Kendati meyakini Jenglot merupakan hasil rekayasa manusia, namun, tak ada salahnya saya bertandang ke lokasi Jenglot itu disimpan. Selasa (12/1) siang, saya meluncur ke Klampean RT 02 RW 03, Noborejo, Argomulyo, Kota Salatiga. Di mana, benda yang konon sudah berusia ribuan tahun tersebut dipertontonkan.

Jenglot yang ditaruh di stoples, di mata saya tak lebih dari benda mati belaka. Soal ada yang meyakininya sebagai barang bertuah, saya pikir sah-sah saja. Tampang si Jenglot memang sangar, bertaring panjang, tubuhnya mirip ular dan rambutnya trendy. Sebab, potongan rambutnya gondrong seperti pendekar di film-film tahun 70 an.

Menurut salah satu warga bernama Karsidi (52), penemuan Jenglot terjadi Jumat (8/1) siang di areal Senjoyo yang dikenal memang cukup keramat. Saat itu, ia bersama rekan-rekannya tengah membongkar batu di lahan milik Gus Naim, seorang ustad asal Noborejo. Rencananya, di lahan yang sama bakal dibangun pondok pesantren.

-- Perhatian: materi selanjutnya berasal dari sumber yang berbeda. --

use crate::analysis::MatchConfidence;
use anyhow::{anyhow, bail, Context, Result};
use directories::BaseDirs;
use serde::{Deserialize, Serialize};
use std::{
    fs,
    path::{Path, PathBuf},
};

const CONFIG_FILE: &str = "config.json";

#[derive(Debug, Clone, PartialEq, Eq, Serialize, Deserialize)]
#[serde(default)]
pub struct AppConfig {
    pub tray_root: Option<PathBuf>,
    pub mods_root: Option<PathBuf>,
    pub export_root: Option<PathBuf>,
    pub min_match_count: usize,
    pub min_confidence: MatchConfidence,
    pub top_n: usize,
    pub max_package_count: usize,
    pub write_unused_report: bool,
}

impl Default for AppConfig {
    fn default() -> Self {
        Self {
            tray_root: None,
            mods_root: None,
            export_root: None,
            min_match_count: 1,
            min_confidence: MatchConfidence::Low,
            top_n: 0,
            max_package_count: 0,
            write_unused_report: false,
        }
    }
}

pub const CONFIG_FIELDS: [&str; 8] = [
    "tray_root",
    "mods_root",
    "export_root",
    "min_match_count",
    "min_confidence",
    "top_n",
    "max_package_count",
    "write_unused_report",
];

impl AppConfig {
    pub fn load_or_create() -> Result<Self> {
        Self::load_or_create_in(&base_data_dir()?)
    }

    pub fn save(&self) -> Result<()> {
        self.save_in(&base_data_dir()?)
    }

    pub fn path() -> Result<PathBuf> {
        Ok(base_data_dir()?.join(CONFIG_FILE))
    }

    fn load_or_create_in(base_dir: &Path) -> Result<Self> {
        fs::create_dir_all(base_dir).context("create app data dir")?;
        let path = base_dir.join(CONFIG_FILE);
        if path.exists() {
            let raw = fs::read_to_string(&path).context("read app config")?;
            let config: AppConfig = serde_json::from_str(&raw).context("parse app config")?;
            return Ok(config);
        }

        let config = AppConfig::default();
        config.save_in(base_dir)?;
        Ok(config)
    }

    fn save_in(&self, base_dir: &Path) -> Result<()> {
        fs::create_dir_all(base_dir).context("create app data dir")?;
        let raw = serde_json::to_string_pretty(self).context("serialize app config")?;
        fs::write(base_dir.join(CONFIG_FILE), raw).context("write app config")?;
        Ok(())
    }

    /// Sets one field from its text form. An empty value clears a path.
    pub fn set_field(&mut self, field: &str, value: &str) -> Result<()> {
        let value = value.trim();
        match field {
            "tray_root" => self.tray_root = optional_path(value),
            "mods_root" => self.mods_root = optional_path(value),
            "export_root" => self.export_root = optional_path(value),
            "min_match_count" => self.min_match_count = parse_count(field, value)?,
            "min_confidence" => {
                self.min_confidence = value.parse().map_err(|err: String| anyhow!(err))?;
            }
            "top_n" => self.top_n = parse_count(field, value)?,
            "max_package_count" => self.max_package_count = parse_count(field, value)?,
            "write_unused_report" => {
                self.write_unused_report = match value.to_ascii_lowercase().as_str() {
                    "true" | "yes" | "on" | "1" => true,
                    "false" | "no" | "off" | "0" => false,
                    _ => bail!("write_unused_report expects true or false, got {value:?}"),
                };
            }
            _ => bail!(
                "Unknown config field: {field} (use one of: {})",
                CONFIG_FIELDS.join(", ")
            ),
        }
        Ok(())
    }
}

fn optional_path(value: &str) -> Option<PathBuf> {
    if value.is_empty() {
        None
    } else {
        Some(PathBuf::from(value))
    }
}

fn parse_count(field: &str, value: &str) -> Result<usize> {
    value
        .parse()
        .with_context(|| format!("{field} expects a non-negative number, got {value:?}"))
}

fn base_data_dir() -> Result<PathBuf> {
    let base = BaseDirs::new().context("resolve base dirs")?;
    Ok(base.data_local_dir().join("traysmith"))
}
fn parse_config_command(args: &[String]) -> Result<CliCommand> {
    match args.first().map(|value| value.as_str()).unwrap_or("show") {
        "show" => Ok(CliCommand::ConfigShow),
        "set" => {
            let field = args
                .get(1)
                .ok_or_else(|| anyhow!("config set requires a field name"))?;
            let value = args.get(2).map(|value| value.as_str()).unwrap_or("");
            Ok(CliCommand::ConfigSet {
                field: field.to_string(),
                value: value.to_string(),
            })
        }
        other => bail!("Unknown config command: {other} (use 'show' or 'set')"),
    }
}

fn next_value<'a>(iter: &mut impl Iterator<Item = &'a String>, flag: &str) -> Result<String> {
    iter.next()
        .map(|value| value.to_string())
        .ok_or_else(|| anyhow!("{flag} requires a value"))
}

/// Splits `--flag=value` and `--flag value` forms.
fn flag_value<'a>(
    arg: &str,
    iter: &mut impl Iterator<Item = &'a String>,
) -> Result<(String, Option<String>)> {
    if let Some((flag, value)) = arg.split_once('=') {
        return Ok((flag.to_string(), Some(value.to_string())));
    }
    let takes_value = !matches!(
        arg,
        "--quiet" | "-q" | "--export-matched" | "--export-unused"
    );
    if takes_value {
        Ok((arg.to_string(), Some(next_value(iter, arg)?)))
    } else {
        Ok((arg.to_string(), None))
    }
}

fn parse_tray_flag(options: &mut TrayOptions, flag: &str, value: Option<String>) -> bool {
    match (flag, value) {
        ("--tray", Some(value)) => options.tray = Some(PathBuf::from(value)),
        ("--mods", Some(value)) => options.mods = Some(PathBuf::from(value)),
        ("--key", Some(value)) => options.key = Some(value),
        ("--out", Some(value)) => options.out = Some(PathBuf::from(value)),
        ("--quiet" | "-q", _) => options.quiet = true,
        _ => return false,
    }
    true
}

fn parse_tray_options(args: &[String]) -> Result<TrayOptions> {
    let mut options = TrayOptions::default();
    let mut iter = args.iter();
    while let Some(arg) = iter.next() {
        let (flag, value) = flag_value(arg, &mut iter)?;
        if !parse_tray_flag(&mut options, &flag, value) {
            bail!("Unknown export option: {arg}");
        }
    }
    Ok(options)
}

fn parse_analyze_options(args: &[String]) -> Result<AnalyzeOptions> {
    let mut options = AnalyzeOptions::default();
    let mut iter = args.iter();
    while let Some(arg) = iter.next() {
        let (flag, value) = flag_value(arg, &mut iter)?;
        if parse_tray_flag(&mut options.tray, &flag, value.clone()) {
            continue;
        }
        match (flag.as_str(), value) {
            ("--csv", Some(value)) => options.csv = Some(PathBuf::from(value)),
            ("--unused-csv", Some(value)) => options.unused_csv = Some(PathBuf::from(value)),
            ("--min-matches", Some(value)) => {
                options.min_matches = Some(parse_number("--min-matches", &value)?)
            }
            ("--min-confidence", Some(value)) => {
                options.min_confidence =
                    Some(value.parse().map_err(|err: String| anyhow!(err))?)
            }
            ("--top", Some(value)) => options.top = Some(parse_number("--top", &value)?),
            ("--max", Some(value)) => options.max = Some(parse_number("--max", &value)?),
            ("--export-matched", _) => options.export_matched = true,
            ("--export-unused", _) => options.export_unused = true,
            _ => bail!("Unknown analyze option: {arg}"),
        }
    }
    Ok(options)
}

fn parse_number(flag: &str, value: &str) -> Result<usize> {
    value
        .parse()
        .with_context(|| format!("{flag} expects a non-negative number, got {value:?}"))
}

fn run_command(command: CliCommand, format: OutputFormat) -> Result<bool> {
    let mut config = AppConfig::load_or_create()?;
    match command {
        CliCommand::Index(mods) => index_mods(&config, mods, format),
        CliCommand::Export(options) => export_tray(&config, options, format),
        CliCommand::Analyze(options) => analyze_tray(&config, options, format),
        CliCommand::ConfigShow => {
            match format {
                OutputFormat::Json => println!("{}", serde_json::to_string_pretty(&config)?),
                OutputFormat::Text => {
                    println!("Config: {}", AppConfig::path()?.display());
                    println!("{}", serde_json::to_string_pretty(&config)?);
                }
            }
            Ok(true)
        }
        CliCommand::ConfigSet { field, value } => {
            config.set_field(&field, &value)?;
            config.save()?;
            println!("Set {field}");
            Ok(true)
        }
    }
}

fn required_path(flag: Option<PathBuf>, saved: &Option<PathBuf>, name: &str) -> Result<PathBuf> {
    flag.or_else(|| saved.clone())
        .ok_or_else(|| anyhow!("{name} is not set (pass it or use 'traysmith config set')"))
}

Saat Karsidi dan beberapa pekerja tengah sibuk bekerja, mendadak melihat seekor ular berukuran besar melintas di tebing. Karena curiga, para pekerja segera memburunya. Aneh! Dalam sekejab, ular itu lenyap tanpa bekas. Yang lebih mengejutkan, di lokasi ular tersebut malah ditemukan Jenglot yang bentuknya mirip-mirip manusia namun bertubuh ular.

Membuat Masyarakat Tersesat

Mendengar cerita yang dilengkapi dengan bumbu-bumbunya itu, saya sebenarnya hampir tergelak tak kuat menahan tawa. Tetapi, karena memandang soal etika, maka saya berupaya menahan tawa. Hal-hal seperti ini, kerap terjadi di berbagai daerah. Kendati belakangan buntutnya merupakan bualan, tetapi  masyarakat terkadang terlanjur meyakininya. Apa lagi warga yang awam, bisa dipastikan akan semakin tersesat.

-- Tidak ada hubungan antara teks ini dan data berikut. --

pub const CAS_PART: u32 = 0x034A_EECB;
pub const SKIN_TONE: u32 = 0x0354_796A;
pub const OBJECT_DEFINITION: u32 = 0xC0DB_5AE7;
pub const OBJECT_CATALOG: u32 = 0x319E_4F1D;
pub const SIM_DATA: u32 = 0x545A_C67A;
pub const ASPIRATION_TUNING: u32 = 0x28B6_4675;
pub const TRAIT_TUNING: u32 = 0xCB5F_DDC7;
pub const LOT_TRAIT_TUNING: u32 = 0x7399_6BEB;
pub const SIM_MODIFIER: u32 = 0xC5F6_763E;
pub const CAS_PRESET: u32 = 0xEAA3_2ADD;
pub const SCULPT: u32 = 0x9D1A_B874;
pub const BLEND_GEOMETRY: u32 = 0x067C_AA11;
pub const DEFORMER_MAP: u32 = 0xB52F_5055;

pub const TEXTURE_COMPOSITOR: u32 = 0x033A_1435;
pub const RLE2_IMAGE: u32 = 0x3453_CF95;
pub const RLES_IMAGE: u32 = 0xBA85_6C78;
pub const LRLE_IMAGE: u32 = 0x2BC0_4EDF;
pub const DST_IMAGE: u32 = 0x00B2_D882;
pub const PNG_IMAGE: u32 = 0x2F7D_0004;
pub const MATERIAL_DEFINITION: u32 = 0x01D0_E75D;
pub const MATERIAL_SET: u32 = 0x0201_9972;
pub const GEOMETRY: u32 = 0x015A_1849;
pub const MODEL: u32 = 0x0166_1233;
pub const MODEL_LOD: u32 = 0x01D1_0F34;
pub const RIG: u32 = 0x8EAF_13DE;
pub const FOOTPRINT: u32 = 0xD382_BF57;
pub const SLOT: u32 = 0xD304_4521;
pub const LIGHT: u32 = 0x03B4_C61D;

/// SimData is a generic container; only these groups carry trait or
/// aspiration data.
pub const SIM_DATA_TRAIT_GROUP: u32 = 0x00AE_6C67;
pub const SIM_DATA_ASPIRATION_GROUP: u32 = 0x00A2_B82A;
pub const SIM_DATA_ASPIRATION_TRACK_GROUP: u32 = 0x00D4_A92A;
pub const SIM_DATA_ELIGIBLE_GROUPS: [u32; 3] = [
    SIM_DATA_TRAIT_GROUP,
    SIM_DATA_ASPIRATION_GROUP,
    SIM_DATA_ASPIRATION_TRACK_GROUP,
];

/// Types accepted by the aligned key scan over tray files.
pub const TRAY_KEY_TYPES: &[u32] = &[
    CAS_PART,
    SKIN_TONE,
    OBJECT_DEFINITION,
    OBJECT_CATALOG,
    SIM_DATA,
    ASPIRATION_TUNING,
    TRAIT_TUNING,
    LOT_TRAIT_TUNING,
    SIM_MODIFIER,
    CAS_PRESET,
    SCULPT,
];

/// CAS part, skin tone, aspiration, trait and slider candidates.
pub const HOUSEHOLD_CANDIDATE_TYPES: &[u32] = &[
    CAS_PART,
    SKIN_TONE,
    ASPIRATION_TUNING,
    TRAIT_TUNING,
    SIM_DATA,
    SIM_MODIFIER,
    CAS_PRESET,
    SCULPT,
];

/// Lot trait and object candidates.
pub const BUILD_CANDIDATE_TYPES: &[u32] = &[LOT_TRAIT_TUNING, OBJECT_DEFINITION, OBJECT_CATALOG];

/// Everything a matched resource may point at by full key.
pub const STRUCTURED_REFERENCE_TYPES: &[u32] = &[
    CAS_PART,
    SKIN_TONE,
    OBJECT_DEFINITION,
    OBJECT_CATALOG,
    SIM_DATA,
    ASPIRATION_TUNING,
    TRAIT_TUNING,
    LOT_TRAIT_TUNING,
    SIM_MODIFIER,
    CAS_PRESET,
    SCULPT,
    BLEND_GEOMETRY,
    DEFORMER_MAP,
    TEXTURE_COMPOSITOR,
    RLE2_IMAGE,
    RLES_IMAGE,
    LRLE_IMAGE,
    DST_IMAGE,
    PNG_IMAGE,
    MATERIAL_DEFINITION,
    MATERIAL_SET,
    GEOMETRY,
    MODEL,
    MODEL_LOD,
    RIG,
    FOOTPRINT,
    SLOT,
    LIGHT,
];

// Skin tones store bare instances; the type is inferred by convention.
pub const SKIN_TONE_OVERLAY_TYPES: &[u32] = &[RLE2_IMAGE, RLES_IMAGE, LRLE_IMAGE];
pub const SKIN_TONE_MATERIAL_TYPES: &[u32] = &[MATERIAL_DEFINITION, MATERIAL_SET];
pub const SKIN_TONE_BUMP_MAP_TYPES: &[u32] = &[DST_IMAGE];

pub fn is_group_eligible(resource_type: u32, group: u32) -> bool {
    resource_type != SIM_DATA || SIM_DATA_ELIGIBLE_GROUPS.contains(&group)
}

pub fn type_label(resource_type: u32) -> &'static str {
    match resource_type {
        CAS_PART => "CAS Part",
        SKIN_TONE => "Skin Tone",
        OBJECT_DEFINITION => "Object Definition",
        OBJECT_CATALOG => "Object Catalog",
        SIM_DATA => "SimData",
        ASPIRATION_TUNING => "Aspiration",
        TRAIT_TUNING => "Trait",
        LOT_TRAIT_TUNING => "Lot Trait",
        SIM_MODIFIER => "Sim Modifier",
        CAS_PRESET => "CAS Preset",
        SCULPT => "Sculpt",
        BLEND_GEOMETRY => "Blend Geometry",
        DEFORMER_MAP => "Deformer Map",
        TEXTURE_COMPOSITOR => "Texture Compositor",
        RLE2_IMAGE | RLES_IMAGE | LRLE_IMAGE | DST_IMAGE | PNG_IMAGE => "Image",
        MATERIAL_DEFINITION => "Material Definition",
        MATERIAL_SET => "Material Set",
        GEOMETRY => "Geometry",
        MODEL | MODEL_LOD => "Model",
        RIG => "Rig",
        FOOTPRINT => "Footprint",
        SLOT => "Slot",
        LIGHT => "Light",
        _ => "Unknown",
    }
}
use crate::{
    dbpf::{self, IndexedPackageFile, PackageIndexEntry, TrayResourceKey},
    index_cache::PackageIndexSnapshot,
    matcher::ResolvedResourceRef,
    resource_types::{self, STRUCTURED_REFERENCE_TYPES},
    scanner,
    task::{CancellationToken, Cancelled},
};
use std::{collections::HashSet, path::Path, sync::Arc};

#[derive(Debug, Clone, Default, PartialEq, Eq)]
pub struct StructuredReferences {
    pub keys: Vec<TrayResourceKey>,
    /// Bare instances with the types they should be looked up under.
    pub instances: Vec<(u64, &'static [u32])>,
}

impl StructuredReferences {
    pub fn is_empty(&self) -> bool {
        self.keys.is_empty() && self.instances.is_empty()
    }
}

/// Full keys embedded on 4-byte boundaries. Used for CAS parts, object
/// definitions and as the first attempt for every other type.
pub fn read_structured_keys(bytes: &[u8]) -> StructuredReferences {
    StructuredReferences {
        keys: scanner::scan_aligned_keys(bytes, STRUCTURED_REFERENCE_TYPES)
            .into_iter()
            .collect(),
        instances: Vec::new(),
    }
}

pub fn read_skin_tone_references(bytes: &[u8]) -> StructuredReferences {
    let mut instances = Vec::new();
    for id in scanner::scan_aligned_ids(bytes, 8) {
        instances.push((id, resource_types::SKIN_TONE_OVERLAY_TYPES));
        instances.push((id, resource_types::SKIN_TONE_MATERIAL_TYPES));
        instances.push((id, resource_types::SKIN_TONE_BUMP_MAP_TYPES));
    }
    StructuredReferences {
        keys: Vec::new(),
        instances,
    }
}

pub fn read_generic_references(bytes: &[u8]) -> StructuredReferences {
    let hits = scanner::scan_references(bytes, STRUCTURED_REFERENCE_TYPES);
    StructuredReferences {
        keys: hits.keys.into_iter().collect(),
        instances: hits
            .ids
            .into_iter()
            .map(|id| (id, STRUCTURED_REFERENCE_TYPES))
            .collect(),
    }
}

#[derive(Debug, Clone, Default)]
pub struct ExpansionOutcome {
    pub dependencies: Vec<Arc<ResolvedResourceRef>>,
    pub resources_read: usize,
    pub read_failures: usize,
}

pub fn expand_dependencies(
    direct: &[Arc<ResolvedResourceRef>],
    snapshot: &PackageIndexSnapshot,
    cancel: &CancellationToken,
    mut on_progress: impl FnMut(usize, usize),
) -> Result<ExpansionOutcome, Cancelled> {
    let mut expander = Expander {
        snapshot,
        seen: direct.iter().map(|resolved| resolved.key).collect(),
        outcome: ExpansionOutcome::default(),
    };

    for (index, root) in direct.iter().enumerate() {
        cancel.check()?;
        on_progress(index, direct.len());
        expander.expand_root(root);
    }
    on_progress(direct.len(), direct.len());

    tracing::info!(
        dependencies = expander.outcome.dependencies.len(),
        read = expander.outcome.resources_read,
        failed = expander.outcome.read_failures,
        "dependency expansion finished"
    );
    Ok(expander.outcome)
}

struct Expander<'a> {
    snapshot: &'a PackageIndexSnapshot,
    seen: HashSet<TrayResourceKey>,
    outcome: ExpansionOutcome,
}

impl Expander<'_> {
    fn expand_root(&mut self, root: &Arc<ResolvedResourceRef>) {
        let Some(entry) = &root.entry else {
            return;
        };
        let Some(bytes) = self.read_bytes(&root.file_path, entry) else {
            return;
        };

        match root.key.resource_type {
            resource_types::CAS_PART | resource_types::OBJECT_DEFINITION => {
                self.resolve_all(root, read_structured_keys(&bytes));
            }
            resource_types::SKIN_TONE => {
                self.resolve_all(root, read_skin_tone_references(&bytes));
            }
            resource_types::OBJECT_CATALOG => {
                self.resolve_all(root, read_structured_keys(&bytes));
                self.expand_catalog_sibling(root);
            }
            _ => {
                let structured = read_structured_keys(&bytes);
                if structured.is_empty() {
                    self.resolve_all(root, read_generic_references(&bytes));
                } else {
                    self.resolve_all(root, structured);
                }
            }
        }
    }

    /// Catalog entries pair with an object definition sharing group and
    /// instance; the definition carries the model and material references.
    fn expand_catalog_sibling(&mut self, catalog: &Arc<ResolvedResourceRef>) {
        let sibling_key = TrayResourceKey::new(
            resource_types::OBJECT_DEFINITION,
            catalog.key.group,
            catalog.key.instance,
        );
        let snapshot = self.snapshot;
        let Some((package, entry)) = snapshot.resolve_exact(&sibling_key) else {
            return;
        };
        let sibling = match self.accept(catalog, package, entry) {
            Some(sibling) => sibling,
            None => Arc::new(ResolvedResourceRef::child_of(
                catalog,
                package.path.clone(),
                entry,
            )),
        };
        let Some(bytes) = self.read_bytes(&package.path, entry) else {
            return;
        };
        self.resolve_all(&sibling, read_structured_keys(&bytes));
    }

    fn resolve_all(&mut self, parent: &Arc<ResolvedResourceRef>, refs: StructuredReferences) {
        let snapshot = self.snapshot;
        for key in refs.keys {
            if let Some((package, entry)) = snapshot.resolve_exact(&key) {
                self.accept(parent, package, entry);
            }
        }
        for (instance, types) in refs.instances {
            for resource_type in types {
                if let Some((package, entry)) = snapshot.resolve_instance(*resource_type, instance)
                {
                    self.accept(parent, package, entry);
                }
            }
        }
    }

    fn accept(
        &mut self,
        parent: &Arc<ResolvedResourceRef>,
        package: &IndexedPackageFile,
        entry: &PackageIndexEntry,
    ) -> Option<Arc<ResolvedResourceRef>> {
        if !self.seen.insert(entry.key()) {
            return None;
        }
        let resolved = Arc::new(ResolvedResourceRef::child_of(
            parent,
            package.path.clone(),
            entry,
        ));
        self.outcome.dependencies.push(resolved.clone());
        Some(resolved)
    }

    fn read_bytes(&mut self, path: &Path, entry: &PackageIndexEntry) -> Option<Vec<u8>> {
        match dbpf::try_read_resource_bytes(path, entry) {
            Ok(bytes) => {
                self.outcome.resources_read += 1;
                Some(bytes)
            }
            Err(err) => {
                self.outcome.read_failures += 1;
                tracing::debug!(
                    path = %path.display(),
                    key = %entry.key(),
                    "skipping unreadable resource: {err}"
                );
                None
            }
        }
    }
}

Kembali pada Jenglot yang disimpan di salah satu rumah warga yang bentuknya seperti joglo, ketika saya tiba di halaman, terlihat ada kotak sumbangan di pintu masuk. Memang, tidak ada keharusan menyumbang, tetapi banyak juga yang memasukkan uang ribuan. Saya sendiri enggan memberikan sumbangan, karena sejak awal sudah jauh dari rasa percaya.

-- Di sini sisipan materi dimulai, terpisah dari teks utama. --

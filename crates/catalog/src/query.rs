//! Area-of-interest queries over stored footprints.
//!
//! Matches files whose footprint linestrings come within a given distance
//! of a query polygon. Distance is geodetic, computed by the storage
//! engine's geography type in meters and reported here in kilometers.

use sqlx::PgPool;
use tracing::{debug, info};

use catalog_common::geometry::Polygon;
use catalog_common::{CatalogError, CatalogResult};

use crate::entities::File;
use crate::schema::Schema;

const WITHIN_DISTANCE_SQL: &str = "SELECT f.uid, f.file_type_id, f.file_format_id, \
     f.is_archived, f.created_at FROM file f \
     WHERE f.uid IN (SELECT dlist.uid FROM \
     (SELECT uid, ST_Distance(data_value, ST_GeogFromText($1)) / 1000.0 AS dist \
     FROM parameter_linestring) dlist WHERE dlist.dist <= $2)";

const WITHIN_DISTANCE_BY_TYPE_SQL: &str = "SELECT f.uid, f.file_type_id, f.file_format_id, \
     f.is_archived, f.created_at FROM file f \
     JOIN file_type ft ON ft.file_type_id = f.file_type_id \
     WHERE ft.file_type_name = $3 \
     AND f.uid IN (SELECT dlist.uid FROM \
     (SELECT uid, ST_Distance(data_value, ST_GeogFromText($1)) / 1000.0 AS dist \
     FROM parameter_linestring) dlist WHERE dlist.dist <= $2)";

/// Read-only spatial query engine over the catalog's footprints.
///
/// Runs directly against the pool; it never participates in a
/// [`crate::CatalogManager`] unit of work and only sees committed data.
pub struct QueryEngine {
    pool: PgPool,
    schema: Schema,
}

impl QueryEngine {
    pub fn new(pool: PgPool, schema: &Schema) -> Self {
        Self {
            pool,
            schema: schema.clone(),
        }
    }

    /// Files with at least one footprint within `distance_km` of the region
    /// polygon's boundary, `distance_km = 0.0` meaning intersecting or
    /// touching it. `file_type_name` restricts results to one file type.
    ///
    /// The region is an open ring of lon/lat vertices; closure is implied.
    pub async fn find_within_distance(
        &self,
        region: &[(f64, f64)],
        file_type_name: Option<&str>,
        distance_km: f64,
    ) -> CatalogResult<Vec<File>> {
        if !distance_km.is_finite() || distance_km < 0.0 {
            return Err(CatalogError::Validation(format!(
                "distance must be a finite non-negative number of km, got {}",
                distance_km
            )));
        }

        let polygon = Polygon::new(region)?;
        let ewkt = format!("SRID={};{}", self.schema.srid(), polygon.to_wkt());
        debug!(%ewkt, distance_km, file_type = ?file_type_name, "area-of-interest query");

        let rows = match file_type_name {
            None => {
                sqlx::query_as::<_, File>(WITHIN_DISTANCE_SQL)
                    .bind(&ewkt)
                    .bind(distance_km)
                    .fetch_all(&self.pool)
                    .await
            }
            Some(name) => {
                sqlx::query_as::<_, File>(WITHIN_DISTANCE_BY_TYPE_SQL)
                    .bind(&ewkt)
                    .bind(distance_km)
                    .bind(name)
                    .fetch_all(&self.pool)
                    .await
            }
        }
        .map_err(|e| CatalogError::Storage(format!("Query failed: {}", e)))?;

        info!(matches = rows.len(), distance_km, "area-of-interest query done");
        Ok(rows)
    }
}

#[cfg(test)]
mod tests {
    use super::*;

    #[test]
    fn test_sql_uses_bound_parameters() {
        assert!(WITHIN_DISTANCE_SQL.contains("ST_GeogFromText($1)"));
        assert!(WITHIN_DISTANCE_SQL.contains("dlist.dist <= $2"));
        assert!(WITHIN_DISTANCE_BY_TYPE_SQL.contains("ft.file_type_name = $3"));
    }

    #[test]
    fn test_sql_converts_meters_to_km() {
        assert!(WITHIN_DISTANCE_SQL.contains("/ 1000.0"));
        assert!(WITHIN_DISTANCE_BY_TYPE_SQL.contains("/ 1000.0"));
    }

    #[tokio::test]
    async fn test_rejects_negative_distance() {
        let engine = stub_engine();
        let region = [(9.0, 49.0), (13.0, 49.0), (13.0, 53.0), (9.0, 53.0)];
        let err = engine
            .find_within_distance(&region, None, -1.0)
            .await
            .unwrap_err();
        assert!(matches!(err, CatalogError::Validation(_)));
    }

    #[tokio::test]
    async fn test_rejects_non_finite_distance() {
        let engine = stub_engine();
        let region = [(9.0, 49.0), (13.0, 49.0), (13.0, 53.0), (9.0, 53.0)];
        let err = engine
            .find_within_distance(&region, None, f64::NAN)
            .await
            .unwrap_err();
        assert!(matches!(err, CatalogError::Validation(_)));
    }

    #[tokio::test]
    async fn test_rejects_degenerate_region() {
        let engine = stub_engine();
        let err = engine
            .find_within_distance(&[(9.0, 49.0), (13.0, 49.0)], None, 0.0)
            .await
            .unwrap_err();
        assert!(matches!(err, CatalogError::Validation(_)));
    }

    // Validation happens before any connection is used, so a lazy pool
    // pointed at an unreachable host is fine here.
    fn stub_engine() -> QueryEngine {
        let pool = PgPool::connect_lazy("postgresql://localhost:1/unused")
            .expect("lazy pool");
        QueryEngine::new(pool, &Schema::new())
    }
}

Beberapa warga terlihat mengerumuni Jenglot yang duduk manis dalam stoples kaca, tak sedikit yang mengabadikannya. Karena tidak ada larangan untuk mengambil gambar, saya pun ikutan menjepretnya. Posisi Jenglot mirip orang semedi, tangannya saling menyilang di dada, mulai perut ke bawah berbentuk ular. Tampangnya sangar, lebih sangar dibandingkan preman pasar. Di sebelahnya terdapat tulisan berbunyi: Dilarang Memegang!

Hanya sekitar 1 menit saya berada di rumah penyimpanan Jenglot, setelah keluar, saya mendengar berbagai komentar yang beragam. Selain terdapat satu dua menganggap rekayasa, namun tidak sedikit yang percaya bahwa Jenglot itu adalah jelmaan manusia ribuan tahun yang lalu. Di mana, manusia yang berasal dari negeri antah berantah, sengaja melakukan semedi di kawasan mata air Senjoyo. Karena terlalu lama menggelar ritual, akhirnya berubah wujut menjadi Jenglot. Hahahaha pinternya lidah memainkan kata.

Yang jelas di mata saya, Jenglot tak ada yang spesial. Wong nyatanya hanya duduk manis terdiam, saya akan menganggap istimewa kalau benda itu mampu tersenyum atau melambaikan tangannya. Faktanya, cuma membisu tanpa kata, jadi kesimpulan saya ya sebatas hasil rekayasa manusia belaka. Kendati salah satu stasiun TV nasional latah ikut memberitakan, saya tetap tidak berubah. Harapan saya, masyarakat juga segera sadar diri.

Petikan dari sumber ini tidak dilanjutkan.